◆ Assignment
Scan the records below for the line containing "#[derive(Debug, Clone, PartialEq)]" and the line containing "body: &B) ->". Copy both, plus every line between, exactly.

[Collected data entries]
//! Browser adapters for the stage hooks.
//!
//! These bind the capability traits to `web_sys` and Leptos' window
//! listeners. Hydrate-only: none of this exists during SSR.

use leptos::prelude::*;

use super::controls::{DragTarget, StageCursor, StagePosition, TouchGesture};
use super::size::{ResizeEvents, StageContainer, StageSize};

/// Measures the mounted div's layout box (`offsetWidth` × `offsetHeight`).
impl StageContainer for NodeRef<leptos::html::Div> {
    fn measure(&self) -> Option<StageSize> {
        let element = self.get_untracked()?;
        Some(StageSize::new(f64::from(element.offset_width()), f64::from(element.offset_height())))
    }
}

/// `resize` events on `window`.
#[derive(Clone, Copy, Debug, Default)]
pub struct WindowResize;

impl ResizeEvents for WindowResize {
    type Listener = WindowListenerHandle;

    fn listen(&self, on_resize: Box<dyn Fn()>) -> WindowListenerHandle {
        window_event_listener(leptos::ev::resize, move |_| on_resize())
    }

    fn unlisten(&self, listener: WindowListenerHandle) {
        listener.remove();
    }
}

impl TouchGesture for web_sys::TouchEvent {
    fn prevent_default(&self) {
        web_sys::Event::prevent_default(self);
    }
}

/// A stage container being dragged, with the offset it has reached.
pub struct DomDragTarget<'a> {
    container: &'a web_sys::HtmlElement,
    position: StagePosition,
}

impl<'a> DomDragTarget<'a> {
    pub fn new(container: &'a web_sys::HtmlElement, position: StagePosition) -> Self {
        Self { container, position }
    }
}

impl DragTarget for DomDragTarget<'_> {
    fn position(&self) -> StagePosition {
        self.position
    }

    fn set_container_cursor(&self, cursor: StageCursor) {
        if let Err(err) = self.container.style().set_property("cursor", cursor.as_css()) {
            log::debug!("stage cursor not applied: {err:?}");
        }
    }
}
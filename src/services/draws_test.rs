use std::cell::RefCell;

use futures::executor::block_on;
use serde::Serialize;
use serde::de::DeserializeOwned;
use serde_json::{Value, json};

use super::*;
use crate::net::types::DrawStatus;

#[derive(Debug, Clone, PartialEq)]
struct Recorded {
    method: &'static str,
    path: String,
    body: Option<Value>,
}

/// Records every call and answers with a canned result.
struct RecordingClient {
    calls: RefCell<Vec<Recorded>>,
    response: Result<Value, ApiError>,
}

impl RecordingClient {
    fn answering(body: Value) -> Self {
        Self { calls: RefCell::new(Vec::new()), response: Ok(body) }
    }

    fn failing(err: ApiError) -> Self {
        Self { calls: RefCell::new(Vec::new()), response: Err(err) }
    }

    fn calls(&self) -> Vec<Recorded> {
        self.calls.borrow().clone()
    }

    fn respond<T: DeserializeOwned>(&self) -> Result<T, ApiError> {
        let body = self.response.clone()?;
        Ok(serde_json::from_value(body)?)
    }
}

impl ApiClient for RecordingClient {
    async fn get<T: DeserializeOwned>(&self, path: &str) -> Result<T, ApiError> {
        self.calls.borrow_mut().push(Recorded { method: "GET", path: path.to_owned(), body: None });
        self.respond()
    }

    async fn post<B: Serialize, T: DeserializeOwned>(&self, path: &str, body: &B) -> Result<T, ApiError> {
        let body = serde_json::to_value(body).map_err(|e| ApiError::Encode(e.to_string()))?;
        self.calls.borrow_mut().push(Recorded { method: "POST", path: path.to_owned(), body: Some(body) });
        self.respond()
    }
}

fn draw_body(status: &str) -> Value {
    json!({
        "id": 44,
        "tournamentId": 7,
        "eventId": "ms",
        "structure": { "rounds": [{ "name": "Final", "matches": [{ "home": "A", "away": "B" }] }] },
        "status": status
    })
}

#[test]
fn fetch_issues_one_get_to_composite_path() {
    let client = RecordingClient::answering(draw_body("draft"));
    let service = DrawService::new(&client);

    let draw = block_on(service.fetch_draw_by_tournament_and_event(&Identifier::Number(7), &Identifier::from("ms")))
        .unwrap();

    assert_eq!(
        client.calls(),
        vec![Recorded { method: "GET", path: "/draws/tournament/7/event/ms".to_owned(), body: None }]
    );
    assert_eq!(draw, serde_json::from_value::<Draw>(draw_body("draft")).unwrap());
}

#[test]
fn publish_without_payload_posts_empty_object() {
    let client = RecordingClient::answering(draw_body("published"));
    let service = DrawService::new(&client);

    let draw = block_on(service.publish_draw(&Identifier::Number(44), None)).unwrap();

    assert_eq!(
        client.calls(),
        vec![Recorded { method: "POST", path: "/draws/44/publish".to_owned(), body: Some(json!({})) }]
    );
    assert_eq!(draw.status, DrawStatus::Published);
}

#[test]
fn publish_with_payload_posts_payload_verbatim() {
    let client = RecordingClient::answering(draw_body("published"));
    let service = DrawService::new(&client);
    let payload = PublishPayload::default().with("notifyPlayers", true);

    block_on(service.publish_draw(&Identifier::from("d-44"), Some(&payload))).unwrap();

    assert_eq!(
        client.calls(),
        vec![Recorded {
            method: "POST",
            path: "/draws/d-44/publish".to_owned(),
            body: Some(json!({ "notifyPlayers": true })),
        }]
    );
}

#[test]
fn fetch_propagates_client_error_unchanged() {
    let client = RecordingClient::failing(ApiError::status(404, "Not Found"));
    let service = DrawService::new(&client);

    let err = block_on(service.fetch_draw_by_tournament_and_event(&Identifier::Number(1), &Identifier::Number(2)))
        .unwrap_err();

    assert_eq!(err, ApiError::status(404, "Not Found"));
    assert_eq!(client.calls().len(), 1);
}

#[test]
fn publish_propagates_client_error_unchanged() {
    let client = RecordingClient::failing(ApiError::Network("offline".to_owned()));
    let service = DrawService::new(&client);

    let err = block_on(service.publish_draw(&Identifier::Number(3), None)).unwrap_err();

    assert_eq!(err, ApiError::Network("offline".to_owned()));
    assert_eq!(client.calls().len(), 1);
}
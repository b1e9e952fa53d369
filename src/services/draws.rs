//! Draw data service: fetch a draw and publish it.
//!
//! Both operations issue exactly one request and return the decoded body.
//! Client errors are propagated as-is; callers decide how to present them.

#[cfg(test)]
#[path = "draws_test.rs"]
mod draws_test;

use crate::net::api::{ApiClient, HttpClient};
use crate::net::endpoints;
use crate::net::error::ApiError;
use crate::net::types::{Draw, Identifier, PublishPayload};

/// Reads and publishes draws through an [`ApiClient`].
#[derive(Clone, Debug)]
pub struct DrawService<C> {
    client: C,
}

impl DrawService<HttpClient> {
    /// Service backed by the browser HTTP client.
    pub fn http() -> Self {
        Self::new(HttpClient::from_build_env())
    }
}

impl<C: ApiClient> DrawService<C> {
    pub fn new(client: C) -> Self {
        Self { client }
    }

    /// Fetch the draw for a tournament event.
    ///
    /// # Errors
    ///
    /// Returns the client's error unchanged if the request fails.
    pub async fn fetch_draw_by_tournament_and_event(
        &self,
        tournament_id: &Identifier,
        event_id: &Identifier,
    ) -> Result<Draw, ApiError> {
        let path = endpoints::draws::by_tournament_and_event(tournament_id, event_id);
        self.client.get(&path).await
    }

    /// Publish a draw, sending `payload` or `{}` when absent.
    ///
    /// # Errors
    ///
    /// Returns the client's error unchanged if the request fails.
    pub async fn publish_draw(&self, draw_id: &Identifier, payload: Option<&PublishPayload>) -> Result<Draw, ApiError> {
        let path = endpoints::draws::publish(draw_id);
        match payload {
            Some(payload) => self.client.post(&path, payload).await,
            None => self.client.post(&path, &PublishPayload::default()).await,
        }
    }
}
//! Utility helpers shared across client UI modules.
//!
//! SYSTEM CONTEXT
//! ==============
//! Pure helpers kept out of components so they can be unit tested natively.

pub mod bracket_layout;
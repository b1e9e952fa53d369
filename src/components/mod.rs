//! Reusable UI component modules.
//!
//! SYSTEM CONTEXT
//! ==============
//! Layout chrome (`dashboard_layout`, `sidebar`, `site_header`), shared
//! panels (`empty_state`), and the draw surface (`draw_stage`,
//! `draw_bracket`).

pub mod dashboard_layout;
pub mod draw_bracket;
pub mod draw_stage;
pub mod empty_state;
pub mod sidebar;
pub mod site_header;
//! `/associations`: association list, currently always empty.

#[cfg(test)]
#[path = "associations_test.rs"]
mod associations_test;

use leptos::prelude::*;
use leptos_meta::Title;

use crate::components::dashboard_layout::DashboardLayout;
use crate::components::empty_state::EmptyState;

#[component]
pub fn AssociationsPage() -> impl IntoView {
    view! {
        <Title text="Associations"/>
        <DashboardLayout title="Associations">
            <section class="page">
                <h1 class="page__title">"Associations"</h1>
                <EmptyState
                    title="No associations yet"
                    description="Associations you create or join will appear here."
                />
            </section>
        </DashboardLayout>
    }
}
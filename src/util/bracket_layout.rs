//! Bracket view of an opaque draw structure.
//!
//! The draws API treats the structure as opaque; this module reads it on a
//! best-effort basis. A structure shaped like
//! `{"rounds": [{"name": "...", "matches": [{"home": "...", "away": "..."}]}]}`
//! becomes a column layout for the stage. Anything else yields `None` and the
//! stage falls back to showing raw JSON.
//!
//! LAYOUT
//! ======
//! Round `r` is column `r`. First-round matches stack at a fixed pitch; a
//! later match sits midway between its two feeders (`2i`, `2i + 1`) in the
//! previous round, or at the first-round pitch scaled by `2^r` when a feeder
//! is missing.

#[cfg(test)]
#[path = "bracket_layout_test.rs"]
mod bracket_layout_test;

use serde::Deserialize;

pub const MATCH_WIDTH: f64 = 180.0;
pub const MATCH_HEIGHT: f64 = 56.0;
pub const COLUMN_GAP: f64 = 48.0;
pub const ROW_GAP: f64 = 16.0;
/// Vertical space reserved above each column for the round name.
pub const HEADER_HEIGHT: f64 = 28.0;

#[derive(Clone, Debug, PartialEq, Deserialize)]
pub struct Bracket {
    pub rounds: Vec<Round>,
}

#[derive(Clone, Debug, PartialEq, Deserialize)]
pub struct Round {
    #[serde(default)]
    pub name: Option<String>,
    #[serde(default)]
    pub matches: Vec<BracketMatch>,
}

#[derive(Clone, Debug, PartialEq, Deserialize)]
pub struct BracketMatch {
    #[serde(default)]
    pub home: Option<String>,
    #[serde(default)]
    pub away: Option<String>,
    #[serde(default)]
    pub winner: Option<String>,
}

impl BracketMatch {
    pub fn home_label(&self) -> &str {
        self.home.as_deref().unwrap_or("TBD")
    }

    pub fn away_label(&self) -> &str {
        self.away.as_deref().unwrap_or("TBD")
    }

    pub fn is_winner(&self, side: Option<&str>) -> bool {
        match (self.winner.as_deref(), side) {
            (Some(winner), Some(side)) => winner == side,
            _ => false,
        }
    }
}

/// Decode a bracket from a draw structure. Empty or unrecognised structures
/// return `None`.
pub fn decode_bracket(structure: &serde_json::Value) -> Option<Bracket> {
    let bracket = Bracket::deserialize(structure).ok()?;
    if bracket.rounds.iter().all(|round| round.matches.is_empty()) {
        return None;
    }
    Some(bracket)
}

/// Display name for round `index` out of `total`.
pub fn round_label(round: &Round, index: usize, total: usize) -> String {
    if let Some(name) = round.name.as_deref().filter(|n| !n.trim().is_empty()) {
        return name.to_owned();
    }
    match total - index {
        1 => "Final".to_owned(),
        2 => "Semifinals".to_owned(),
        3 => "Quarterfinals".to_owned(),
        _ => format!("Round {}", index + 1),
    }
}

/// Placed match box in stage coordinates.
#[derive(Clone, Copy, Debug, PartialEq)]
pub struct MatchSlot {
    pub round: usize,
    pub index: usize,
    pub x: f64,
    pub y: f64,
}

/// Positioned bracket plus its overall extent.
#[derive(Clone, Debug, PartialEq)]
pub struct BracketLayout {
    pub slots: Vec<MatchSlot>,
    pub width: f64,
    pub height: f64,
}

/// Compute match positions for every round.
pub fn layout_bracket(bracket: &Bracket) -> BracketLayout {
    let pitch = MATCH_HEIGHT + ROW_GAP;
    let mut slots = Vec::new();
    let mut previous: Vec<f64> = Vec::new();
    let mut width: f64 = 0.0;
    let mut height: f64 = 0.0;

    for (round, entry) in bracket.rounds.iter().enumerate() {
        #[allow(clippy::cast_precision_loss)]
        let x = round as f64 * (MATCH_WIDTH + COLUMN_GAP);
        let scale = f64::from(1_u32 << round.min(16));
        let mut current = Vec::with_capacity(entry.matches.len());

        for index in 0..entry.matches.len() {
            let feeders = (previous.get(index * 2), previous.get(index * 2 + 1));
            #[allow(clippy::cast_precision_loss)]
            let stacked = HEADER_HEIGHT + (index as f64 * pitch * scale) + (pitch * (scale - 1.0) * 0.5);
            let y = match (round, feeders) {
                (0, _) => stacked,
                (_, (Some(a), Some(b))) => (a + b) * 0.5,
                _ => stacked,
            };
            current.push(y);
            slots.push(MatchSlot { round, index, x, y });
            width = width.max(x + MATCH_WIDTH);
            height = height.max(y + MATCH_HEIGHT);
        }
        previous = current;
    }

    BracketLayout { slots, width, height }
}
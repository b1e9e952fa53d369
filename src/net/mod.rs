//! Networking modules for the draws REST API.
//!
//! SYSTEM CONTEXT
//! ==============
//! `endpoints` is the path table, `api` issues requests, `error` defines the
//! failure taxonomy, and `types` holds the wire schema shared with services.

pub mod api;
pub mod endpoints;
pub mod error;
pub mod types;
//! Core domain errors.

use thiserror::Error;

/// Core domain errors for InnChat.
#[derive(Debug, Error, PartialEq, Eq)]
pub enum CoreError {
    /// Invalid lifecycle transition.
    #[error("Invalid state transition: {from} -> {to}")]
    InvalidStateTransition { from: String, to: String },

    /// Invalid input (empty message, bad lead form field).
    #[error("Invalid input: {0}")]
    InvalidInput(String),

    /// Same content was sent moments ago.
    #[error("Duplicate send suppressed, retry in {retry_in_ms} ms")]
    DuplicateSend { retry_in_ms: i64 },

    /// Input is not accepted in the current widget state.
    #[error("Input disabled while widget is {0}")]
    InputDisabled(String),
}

◆ Answer area
#[derive(Debug, Clone, PartialEq)]
struct Recorded {
    method: &'static str,
    path: String,
    body: Option<Value>,
}

/// Records every call and answers with a canned result.
struct RecordingClient {
    calls: RefCell<Vec<Recorded>>,
    response: Result<Value, ApiError>,
}

impl RecordingClient {
    fn answering(body: Value) -> Self {
        Self { calls: RefCell::new(Vec::new()), response: Ok(body) }
    }

    fn failing(err: ApiError) -> Self {
        Self { calls: RefCell::new(Vec::new()), response: Err(err) }
    }

    fn calls(&self) -> Vec<Recorded> {
        self.calls.borrow().clone()
    }

    fn respond<T: DeserializeOwned>(&self) -> Result<T, ApiError> {
        let body = self.response.clone()?;
        Ok(serde_json::from_value(body)?)
    }
}

impl ApiClient for RecordingClient {
    async fn get<T: DeserializeOwned>(&self, path: &str) -> Result<T, ApiError> {
        self.calls.borrow_mut().push(Recorded { method: "GET", path: path.to_owned(), body: None });
        self.respond()
    }

    async fn post<B: Serialize, T: DeserializeOwned>(&self, path: &str, body: &B) -> Result<T, ApiError> {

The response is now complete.